Assignment:
Let us examine how deep convection scavenges water (and along with it water-soluble species) from the atmosphere. Consider a sea-level air parcel at relative humidity of 50% and temperature of 20°C lifted in a convective updraft without exchanging any material with its surroundings. Use the Magnus approximation formula below (approximation of the Clausius-Clapeyron equation) for the saturation vapor pressure of water PH20,SAT (in units of hPa) over liquid as a function of temperature Tc (in units of °C):
PH20, SAT = 6.11e (17.63Tc/ Tc + 243.04)
a. Show that the air parcel will form a cloud at about 1.1 km altitude. (you can ignore the relatively insignificant change in atmospheric pressure between the surface and the cloud base)

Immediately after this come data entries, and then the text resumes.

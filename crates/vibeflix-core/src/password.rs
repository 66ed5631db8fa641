use bcrypt::{DEFAULT_COST, hash, verify};

use crate::errors::AppError;

pub fn hash_password(password: &str) -> Result<String, AppError> {
    hash(password, DEFAULT_COST)
        .map_err(|e| AppError::internal_error(format!("Failed to hash password: {}", e)))
}

/// Checks `password` against a stored bcrypt hash.
///
/// A malformed stored hash is an internal error, not a mismatch.
pub fn verify_password(password: &str, hash: &str) -> Result<bool, AppError> {
    verify(password, hash)
        .map_err(|e| AppError::internal_error(format!("Failed to verify password: {}", e)))
}

#[cfg(test)]
mod tests {
    use super::*;

    #[test]
    fn test_hash_and_verify() {
        let hashed = hash_password("student123").unwrap();
        assert_ne!(hashed, "student123");
        assert!(verify_password("student123", &hashed).unwrap());
        assert!(!verify_password("wrong-password", &hashed).unwrap());
    }

    #[test]
    fn test_hashes_are_salted() {
        let first = hash_password("admin123").unwrap();
        let second = hash_password("admin123").unwrap();
        assert_ne!(first, second);
    }

    #[test]
    fn test_verify_against_garbage_hash_is_error() {
        let result = verify_password("admin123", "not-a-bcrypt-hash");
        assert!(result.is_err());
    }
}
mod common;

use axum::http::StatusCode;
use common::{
    body_json, create_test_course, create_test_lesson, create_test_user, enroll,
    generate_unique_email, get, json_request, session_header, test_app,
};
use serde_json::json;
use sqlx::PgPool;
use tower::ServiceExt;
use uuid::Uuid;

use vibeflix_auth::Role;

struct Fixture {
    admin: String,
    student: String,
    student_id: Uuid,
    course_id: Uuid,
    lesson_id: Uuid,
}

async fn setup(pool: &PgPool) -> Fixture {
    let admin_id = create_test_user(pool, &generate_unique_email(), "admin123", Role::Admin).await;
    let student_id =
        create_test_user(pool, &generate_unique_email(), "student123", Role::Student).await;
    let course_id = create_test_course(pool, "Mentoria").await;
    let lesson_id = create_test_lesson(pool, course_id, 0, true).await;

    Fixture {
        admin: session_header(admin_id, Role::Admin, 0),
        student: session_header(student_id, Role::Student, 0),
        student_id,
        course_id,
        lesson_id,
    }
}

#[sqlx::test(migrations = "./migrations")]
async fn test_enrollment_upsert_is_idempotent(pool: PgPool) {
    let fx = setup(&pool).await;
    let app = test_app(pool.clone());

    let body = json!({ "userId": fx.student_id, "courseId": fx.course_id, "isActive": false });

    let response = app
        .clone()
        .oneshot(json_request("POST", "/api/enrollments", Some(&fx.admin), body))
        .await
        .unwrap();
    assert_eq!(response.status(), StatusCode::CREATED);
    let first = body_json(response).await;
    assert_eq!(first["enrollment"]["isActive"], false);
    assert_eq!(first["enrollment"]["course"]["title"], "Mentoria");

    let body = json!({ "userId": fx.student_id, "courseId": fx.course_id, "isActive": true });
    let response = app
        .oneshot(json_request("POST", "/api/enrollments", Some(&fx.admin), body))
        .await
        .unwrap();
    assert_eq!(response.status(), StatusCode::OK);
    let second = body_json(response).await;
    assert_eq!(second["enrollment"]["id"], first["enrollment"]["id"]);
    assert_eq!(second["enrollment"]["isActive"], true);

    let count: i64 = sqlx::query_scalar("SELECT COUNT(*) FROM enrollments WHERE user_id = $1")
        .bind(fx.student_id)
        .fetch_one(&pool)
        .await
        .unwrap();
    assert_eq!(count, 1);
}

#[sqlx::test(migrations = "./migrations")]
async fn test_enrollment_upsert_unknown_student(pool: PgPool) {
    let fx = setup(&pool).await;

    let body = json!({ "userId": Uuid::new_v4(), "courseId": fx.course_id, "isActive": true });
    let response = test_app(pool)
        .oneshot(json_request("POST", "/api/enrollments", Some(&fx.admin), body))
        .await
        .unwrap();

    assert_eq!(response.status(), StatusCode::NOT_FOUND);
}

#[sqlx::test(migrations = "./migrations")]
async fn test_student_cannot_manage_enrollments(pool: PgPool) {
    let fx = setup(&pool).await;

    let body = json!({ "userId": fx.student_id, "courseId": fx.course_id, "isActive": true });
    let response = test_app(pool)
        .oneshot(json_request("POST", "/api/enrollments", Some(&fx.student), body))
        .await
        .unwrap();

    assert_eq!(response.status(), StatusCode::FORBIDDEN);
}

#[sqlx::test(migrations = "./migrations")]
async fn test_lesson_requires_active_enrollment(pool: PgPool) {
    let fx = setup(&pool).await;
    let app = test_app(pool.clone());
    let uri = format!("/api/lessons/{}", fx.lesson_id);

    let response = app
        .clone()
        .oneshot(get(&uri, Some(&fx.student)))
        .await
        .unwrap();
    assert_eq!(response.status(), StatusCode::FORBIDDEN);
    assert_eq!(body_json(response).await["error"], "Acesso negado");

    enroll(&pool, fx.student_id, fx.course_id, false).await;
    let response = app
        .clone()
        .oneshot(get(&uri, Some(&fx.student)))
        .await
        .unwrap();
    assert_eq!(response.status(), StatusCode::FORBIDDEN);

    enroll(&pool, fx.student_id, fx.course_id, true).await;
    let response = app.oneshot(get(&uri, Some(&fx.student))).await.unwrap();
    assert_eq!(response.status(), StatusCode::OK);

    let body = body_json(response).await;
    let lesson = &body["lesson"];
    assert_eq!(lesson["id"], fx.lesson_id.to_string());
    assert_eq!(lesson["isCompleted"], false);
    assert_eq!(
        lesson["embedUrl"],
        "https://www.youtube.com/embed/dQw4w9WgXcQ"
    );
}

#[sqlx::test(migrations = "./migrations")]
async fn test_unpublished_lesson_is_hidden_from_students(pool: PgPool) {
    let fx = setup(&pool).await;
    let draft_id = create_test_lesson(&pool, fx.course_id, 1, false).await;
    enroll(&pool, fx.student_id, fx.course_id, true).await;
    let app = test_app(pool);
    let uri = format!("/api/lessons/{}", draft_id);

    let response = app
        .clone()
        .oneshot(get(&uri, Some(&fx.student)))
        .await
        .unwrap();
    assert_eq!(response.status(), StatusCode::FORBIDDEN);
    assert_eq!(body_json(response).await["error"], "Aula não disponível");

    let response = app.oneshot(get(&uri, Some(&fx.admin))).await.unwrap();
    assert_eq!(response.status(), StatusCode::OK);
}

#[sqlx::test(migrations = "./migrations")]
async fn test_course_page_redirects_when_not_enrolled(pool: PgPool) {
    let fx = setup(&pool).await;
    let app = test_app(pool.clone());
    let uri = format!("/courses/{}", fx.course_id);

    let response = app
        .clone()
        .oneshot(get(&uri, Some(&fx.student)))
        .await
        .unwrap();
    assert_eq!(response.status(), StatusCode::TEMPORARY_REDIRECT);
    assert_eq!(response.headers()["location"], "/dashboard");

    enroll(&pool, fx.student_id, fx.course_id, true).await;
    let response = app.oneshot(get(&uri, Some(&fx.student))).await.unwrap();
    assert_eq!(response.status(), StatusCode::OK);
}

#[sqlx::test(migrations = "./migrations")]
async fn test_note_upsert_keeps_one_note_per_lesson(pool: PgPool) {
    let fx = setup(&pool).await;
    enroll(&pool, fx.student_id, fx.course_id, true).await;
    let app = test_app(pool.clone());

    let response = app
        .clone()
        .oneshot(json_request(
            "POST",
            "/api/notes",
            Some(&fx.student),
            json!({ "lessonId": fx.lesson_id, "content": "primeira" }),
        ))
        .await
        .unwrap();
    assert_eq!(response.status(), StatusCode::CREATED);
    let first = body_json(response).await;

    let response = app
        .oneshot(json_request(
            "POST",
            "/api/notes",
            Some(&fx.student),
            json!({ "lessonId": fx.lesson_id, "content": "segunda" }),
        ))
        .await
        .unwrap();
    assert_eq!(response.status(), StatusCode::OK);
    let second = body_json(response).await;
    assert_eq!(second["note"]["id"], first["note"]["id"]);
    assert_eq!(second["note"]["content"], "segunda");
}

#[sqlx::test(migrations = "./migrations")]
async fn test_completion_round_trip(pool: PgPool) {
    let fx = setup(&pool).await;
    enroll(&pool, fx.student_id, fx.course_id, true).await;
    let app = test_app(pool);
    let uri = format!("/api/lessons/{}/complete", fx.lesson_id);

    let response = app
        .clone()
        .oneshot(json_request("POST", &uri, Some(&fx.student), json!({})))
        .await
        .unwrap();
    assert_eq!(response.status(), StatusCode::OK);
    assert_eq!(
        body_json(response).await["completion"]["lessonId"],
        fx.lesson_id.to_string()
    );

    let response = app
        .clone()
        .oneshot(get(&format!("/api/lessons/{}", fx.lesson_id), Some(&fx.student)))
        .await
        .unwrap();
    assert_eq!(body_json(response).await["lesson"]["isCompleted"], true);

    let response = app
        .clone()
        .oneshot(json_request("DELETE", &uri, Some(&fx.student), json!({})))
        .await
        .unwrap();
    assert_eq!(response.status(), StatusCode::OK);

    let response = app
        .oneshot(json_request("DELETE", &uri, Some(&fx.student), json!({})))
        .await
        .unwrap();
    assert_eq!(response.status(), StatusCode::NOT_FOUND);
}
use axum::{
    Json,
    extract::{Path, Query, State, rejection::QueryRejection},
    http::StatusCode,
};
use tracing::instrument;

use vibeflix_core::AppError;
use vibeflix_models::EnrollmentId;
use vibeflix_models::auth::MessageResponse;

use super::model::{
    CreateEnrollmentDto, EnrollmentDetailResponse, EnrollmentListParams, EnrollmentResponse,
    EnrollmentsResponse, UpdateEnrollmentDto,
};
use super::service::EnrollmentService;
use crate::middleware::auth::AuthUser;
use crate::middleware::role::RequireAdmin;
use crate::modules::auth::controller::ErrorResponse;
use crate::state::AppState;
use crate::validator::ValidatedJson;

/// Enrollments with their user and course. Students only ever see their own.
#[utoipa::path(
    get,
    path = "/api/enrollments",
    params(EnrollmentListParams),
    responses(
        (status = 200, description = "Enrollments, newest first", body = EnrollmentsResponse),
        (status = 400, description = "Invalid query parameters", body = ErrorResponse),
        (status = 401, description = "Not authenticated", body = ErrorResponse)
    ),
    security(("session_cookie" = [])),
    tag = "Enrollments"
)]
#[instrument(skip(state, params))]
pub async fn list_enrollments(
    State(state): State<AppState>,
    auth_user: AuthUser,
    params: Result<Query<EnrollmentListParams>, QueryRejection>,
) -> Result<Json<EnrollmentsResponse>, AppError> {
    let Query(mut params) = params
        .map_err(|e| AppError::bad_request(anyhow::anyhow!("Parâmetros inválidos: {}", e)))?;

    if !auth_user.is_admin() {
        params.user_id = Some(auth_user.user_id());
    }

    let enrollments = EnrollmentService::list(&state.db, &params).await?;
    Ok(Json(EnrollmentsResponse { enrollments }))
}

/// Create or update the enrollment for a (user, course) pair.
///
/// Answers 201 when the row is new and 200 when an existing row was updated.
#[utoipa::path(
    post,
    path = "/api/enrollments",
    request_body = CreateEnrollmentDto,
    responses(
        (status = 201, description = "Enrollment created", body = EnrollmentDetailResponse),
        (status = 200, description = "Existing enrollment updated", body = EnrollmentDetailResponse),
        (status = 400, description = "Invalid payload", body = ErrorResponse),
        (status = 403, description = "Admins only", body = ErrorResponse),
        (status = 404, description = "Unknown user or course", body = ErrorResponse)
    ),
    security(("session_cookie" = [])),
    tag = "Enrollments"
)]
#[instrument(skip_all, fields(admin_id = %admin.user_id()))]
pub async fn upsert_enrollment(
    State(state): State<AppState>,
    RequireAdmin(admin): RequireAdmin,
    ValidatedJson(dto): ValidatedJson<CreateEnrollmentDto>,
) -> Result<(StatusCode, Json<EnrollmentDetailResponse>), AppError> {
    let upsert = EnrollmentService::upsert(&state.db, dto).await?;
    let detail = EnrollmentService::detail(&state.db, upsert.enrollment.id).await?;

    let status = if upsert.created {
        StatusCode::CREATED
    } else {
        StatusCode::OK
    };
    Ok((status, Json(EnrollmentDetailResponse { enrollment: detail })))
}

#[utoipa::path(
    put,
    path = "/api/enrollments/{id}",
    params(("id" = String, Path, description = "Enrollment ID (UUID)")),
    request_body = UpdateEnrollmentDto,
    responses(
        (status = 200, description = "Enrollment updated", body = EnrollmentResponse),
        (status = 403, description = "Admins only", body = ErrorResponse),
        (status = 404, description = "Enrollment not found", body = ErrorResponse)
    ),
    security(("session_cookie" = [])),
    tag = "Enrollments"
)]
#[instrument(skip_all, fields(admin_id = %admin.user_id()))]
pub async fn update_enrollment(
    State(state): State<AppState>,
    RequireAdmin(admin): RequireAdmin,
    Path(id): Path<EnrollmentId>,
    ValidatedJson(dto): ValidatedJson<UpdateEnrollmentDto>,
) -> Result<Json<EnrollmentResponse>, AppError> {
    let enrollment = EnrollmentService::set_active(&state.db, id, dto.is_active).await?;
    Ok(Json(EnrollmentResponse { enrollment }))
}

#[utoipa::path(
    delete,
    path = "/api/enrollments/{id}",
    params(("id" = String, Path, description = "Enrollment ID (UUID)")),
    responses(
        (status = 200, description = "Enrollment removed", body = MessageResponse),
        (status = 403, description = "Admins only", body = ErrorResponse),
        (status = 404, description = "Enrollment not found", body = ErrorResponse)
    ),
    security(("session_cookie" = [])),
    tag = "Enrollments"
)]
#[instrument(skip(state, admin), fields(admin_id = %admin.user_id()))]
pub async fn delete_enrollment(
    State(state): State<AppState>,
    RequireAdmin(admin): RequireAdmin,
    Path(id): Path<EnrollmentId>,
) -> Result<Json<MessageResponse>, AppError> {
    EnrollmentService::delete(&state.db, id).await?;
    Ok(Json(MessageResponse::new("Matrícula removida com sucesso")))
}
//! User seeding: named accounts and batches of fake students.

use fake::Fake;
use fake::faker::name::en::{FirstName, LastName};
use sqlx::{PgPool, Postgres, Transaction};
use std::time::Instant;

use vibeflix_models::{Role, UserId};

pub struct UserSeed {
    pub name: String,
    pub email: String,
    pub password_hash: String,
    pub role: Role,
}

/// Inserts the account or leaves an existing one with that email untouched.
pub async fn upsert_user(db: &PgPool, user: &UserSeed) -> Result<UserId, Box<dyn std::error::Error>> {
    let id: UserId = sqlx::query_scalar(
        r#"
        INSERT INTO users (name, email, password, role)
        VALUES ($1, $2, $3, $4)
        ON CONFLICT (email) DO UPDATE SET email = EXCLUDED.email
        RETURNING id
        "#,
    )
    .bind(&user.name)
    .bind(&user.email)
    .bind(&user.password_hash)
    .bind(user.role)
    .fetch_one(db)
    .await?;

    Ok(id)
}

pub fn generate_students(count: usize, password_hash: &str) -> Vec<UserSeed> {
    let batch = std::process::id();

    (0..count)
        .map(|idx| {
            let first_name: String = FirstName().fake();
            let last_name: String = LastName().fake();

            UserSeed {
                email: format!(
                    "{}.{}+{}{}@example.com",
                    first_name.to_lowercase(),
                    last_name.to_lowercase(),
                    batch,
                    idx
                ),
                name: format!("{} {}", first_name, last_name),
                password_hash: password_hash.to_string(),
                role: Role::Student,
            }
        })
        .collect()
}

pub async fn seed_students(
    db: &PgPool,
    count: usize,
    password_hash: &str,
) -> Result<Vec<UserId>, Box<dyn std::error::Error>> {
    let start_time = Instant::now();
    println!("🎓 Seeding {} students...", count);

    let users = generate_students(count, password_hash);
    let ids = insert_users_batch(db, &users).await?;

    println!(
        "   ✓ Inserted {} students in {:?}",
        ids.len(),
        start_time.elapsed()
    );

    Ok(ids)
}

pub async fn insert_users_batch(
    db: &PgPool,
    users: &[UserSeed],
) -> Result<Vec<UserId>, Box<dyn std::error::Error>> {
    let mut tx = db.begin().await?;

    // 4 params per user
    const BATCH_SIZE: usize = 1000;

    let mut all_ids = Vec::with_capacity(users.len());
    for chunk in users.chunks(BATCH_SIZE) {
        all_ids.extend(insert_users_chunk(&mut tx, chunk).await?);
    }

    tx.commit().await?;
    Ok(all_ids)
}

async fn insert_users_chunk(
    tx: &mut Transaction<'_, Postgres>,
    users: &[UserSeed],
) -> Result<Vec<UserId>, Box<dyn std::error::Error>> {
    if users.is_empty() {
        return Ok(Vec::new());
    }

    let mut query = String::from("INSERT INTO users (name, email, password, role) VALUES ");

    for i in 0..users.len() {
        if i > 0 {
            query.push_str(", ");
        }
        let param_idx = i * 4;
        query.push_str(&format!(
            "(${}, ${}, ${}, ${})",
            param_idx + 1,
            param_idx + 2,
            param_idx + 3,
            param_idx + 4
        ));
    }

    query.push_str(" ON CONFLICT (email) DO NOTHING RETURNING id");

    let mut q = sqlx::query_scalar(&query);
    for user in users {
        q = q
            .bind(&user.name)
            .bind(&user.email)
            .bind(&user.password_hash)
            .bind(user.role);
    }

    let ids: Vec<UserId> = q.fetch_all(&mut **tx).await?;
    Ok(ids)
}

#[cfg(test)]
mod tests {
    use super::*;

    #[test]
    fn test_generate_students_unique_emails() {
        let users = generate_students(50, "hash");
        assert_eq!(users.len(), 50);

        let mut emails: Vec<_> = users.iter().map(|u| u.email.as_str()).collect();
        emails.sort();
        emails.dedup();
        assert_eq!(emails.len(), 50);

        assert!(users.iter().all(|u| u.role == Role::Student));
        assert!(users.iter().all(|u| u.email.ends_with("@example.com")));
    }
}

b. This saturated (and cloudy) air parcel keeps rising until it reaches the tropopause at 11 km altitude. Assuming a mean wet adiabatic lapse rate Γw= 6.5 K km-1, show that the temperature in the cloud outflow at 11 km is -56°C.
c. The cloud outflow is saturated with respect to ice (cirrus clouds). The saturation water vapor pressure over ice at -56°C is 0.07 hPa. Show that about 97% of the water in the initial air parcel has been scavenged by precipitation (i.e., precipitated) by the time the air parcel exits the cloud at 11 km altitude. (in this case you must account for the decrease in atmospheric pressure with altitude. Use a scale height H= 7.4 km). It is worth noting that scavenging is even more efficient for water-soluble species such as aerosol particles.